Corbett projected that state revenues would come in faster, so he could then say they are slow

http://pennbpc.org/revenue-tracker-12-2011

The Corbett administration will soon announce their new proposed budget. In preparation for that announcement, a month ago they announced that state revenues were coming in hundreds of millions of dollars below expectations. That, they said, necessitated a budget freeze that gave them an excuse to freeze many programs, including another 5% of funding for state universities (on top of the earlier 20% cut).

Well, they cooked the numbers. The budget predicted that a higher percentage of total revenues would be received in the first 6 months than normally occurs. So, naturally, the revenues have come in slower than they forecasted.

Also, soon after taking office, Corbett on his own put into effect a depreciation rule that reduced state revenues from corporate taxes. Independent analysts said it would cost the state huge amounts of revenues, but the Corbett administration said they were wrong. Guess who was right?

The link has much more detail on this matter. Excerpts:

"Still, the revenue picture, in the short term, may not be as dire as that painted by the Corbett administration. The state is carrying a half a billion dollars in reserve that more than covers the current shortfall.
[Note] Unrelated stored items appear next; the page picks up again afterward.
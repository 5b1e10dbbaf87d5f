//! Configuration for secrets sync

use serde::{Deserialize, Serialize};
use std::time::Duration;

/// Annotation holding the comma separated list of roles a namespace may assume.
pub const DEFAULT_NAMESPACE_ANNOTATION: &str = "iam.amazonaws.com/allowed-roles";

#[derive(Debug, Clone, Serialize, Deserialize)]
pub struct SyncConfig {
    /// How often the remote secret list is refreshed
    #[serde(with = "duration_secs", rename = "list_interval_sec")]
    pub list_interval: Duration,

    /// How often every tracked mapping resource is reconciled
    #[serde(with = "duration_secs", rename = "sync_interval_sec")]
    pub sync_interval: Duration,

    /// Namespace annotation carrying the allowed role list
    pub namespace_annotation: String,

    /// Maximum number of mapping resources resolved concurrently per tick
    pub worker_limit: usize,

    /// Remote provider configuration
    pub provider: AwsSecretsManagerConfig,

    /// Cache configuration
    pub cache: CacheConfig,

    /// Audit configuration
    pub audit: AuditConfig,
}

#[derive(Debug, Clone, Default, Serialize, Deserialize)]
pub struct AwsSecretsManagerConfig {
    pub region: Option<String>,
    pub endpoint_url: Option<String>,
    /// Session name used for every `AssumeRole` call
    pub role_session_name: String,
}

#[derive(Debug, Clone, Serialize, Deserialize)]
pub struct CacheConfig {
    /// Upper bound on cached secret values (one entry per secret version)
    pub max_entries: u64,
}

#[derive(Debug, Clone, Serialize, Deserialize)]
pub struct AuditConfig {
    pub enabled: bool,
    pub log_all_access: bool,
}

// Serialize Duration as seconds
mod duration_secs {
    use serde::{Deserialize, Deserializer, Serializer};
    use std::time::Duration;

    pub fn serialize<S>(duration: &Duration, serializer: S) -> Result<S::Ok, S::Error>
    where
        S: Serializer,
    {
        serializer.serialize_u64(duration.as_secs())
    }

    pub fn deserialize<'de, D>(deserializer: D) -> Result<Duration, D::Error>
    where
        D: Deserializer<'de>,
    {
        let secs = u64::deserialize(deserializer)?;
        Ok(Duration::from_secs(secs))
    }
}

impl SyncConfig {
    /// Reject settings the timers or worker pool cannot run with.
    pub fn validate(&self) -> crate::Result<()> {
        if self.list_interval.is_zero() {
            return Err(crate::SyncError::Config(
                "list interval must be at least one second".to_string(),
            ));
        }
        if self.sync_interval.is_zero() {
            return Err(crate::SyncError::Config(
                "sync interval must be at least one second".to_string(),
            ));
        }
        if self.worker_limit == 0 {
            return Err(crate::SyncError::Config(
                "worker limit must be positive".to_string(),
            ));
        }
        if self.namespace_annotation.trim().is_empty() {
            return Err(crate::SyncError::Config(
                "namespace annotation name must not be empty".to_string(),
            ));
        }
        Ok(())
    }

    /// Worst case delay between a remote value change and the matching output write.
    pub fn max_propagation_delay(&self) -> Duration {
        self.list_interval + self.sync_interval
    }
}

impl Default for SyncConfig {
    fn default() -> Self {
        Self {
            list_interval: Duration::from_secs(300),
            sync_interval: Duration::from_secs(120),
            namespace_annotation: DEFAULT_NAMESPACE_ANNOTATION.to_string(),
            worker_limit: 8,
            provider: AwsSecretsManagerConfig {
                region: None,
                endpoint_url: None,
                role_session_name: "secrets-sync".to_string(),
            },
            cache: CacheConfig::default(),
            audit: AuditConfig::default(),
        }
    }
}

impl Default for CacheConfig {
    fn default() -> Self {
        Self { max_entries: 10_000 }
    }
}

impl Default for AuditConfig {
    fn default() -> Self {
        Self {
            enabled: true,
            log_all_access: false,
        }
    }
}

#[cfg(test)]
mod tests {
    use super::*;

    #[test]
    fn test_defaults() {
        let config = SyncConfig::default();
        assert_eq!(config.list_interval, Duration::from_secs(300));
        assert_eq!(config.sync_interval, Duration::from_secs(120));
        assert_eq!(config.namespace_annotation, "iam.amazonaws.com/allowed-roles");
        assert_eq!(config.max_propagation_delay(), Duration::from_secs(420));
        assert!(config.validate().is_ok());
    }

    #[test]
    fn test_intervals_serialize_as_seconds() {
        let json = serde_json::to_value(SyncConfig::default()).unwrap();
        assert_eq!(json["list_interval_sec"], 300);
        assert_eq!(json["sync_interval_sec"], 120);

        let back: SyncConfig = serde_json::from_value(json).unwrap();
        assert_eq!(back.sync_interval, Duration::from_secs(120));
    }

    #[test]
    fn test_zero_worker_limit_rejected() {
        let config = SyncConfig {
            worker_limit: 0,
            ..SyncConfig::default()
        };
        assert!(matches!(config.validate(), Err(crate::SyncError::Config(_))));
    }
}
Changes to the revenue estimate itself may be playing a role in the shortfall, as well. The administration projected a larger share of revenue collections in the first half of the year and a smaller share in the second half than has been the case in recent fiscal years. That may have contributed to the midyear shortfall and could set the stage for a stronger revenue showing between now and June.

Actions taken by the Corbett administration and the General Assembly have also contributed to the current revenue shortfall. The decision last year to allow corporations to accelerate depreciation costs may be costing more than originally estimated, while doing little to improve the economic outlook. That, combined with the continued phase-out of the capital stock and franchise tax in 2012, will cost the state hundreds of millions of dollars in lost revenue."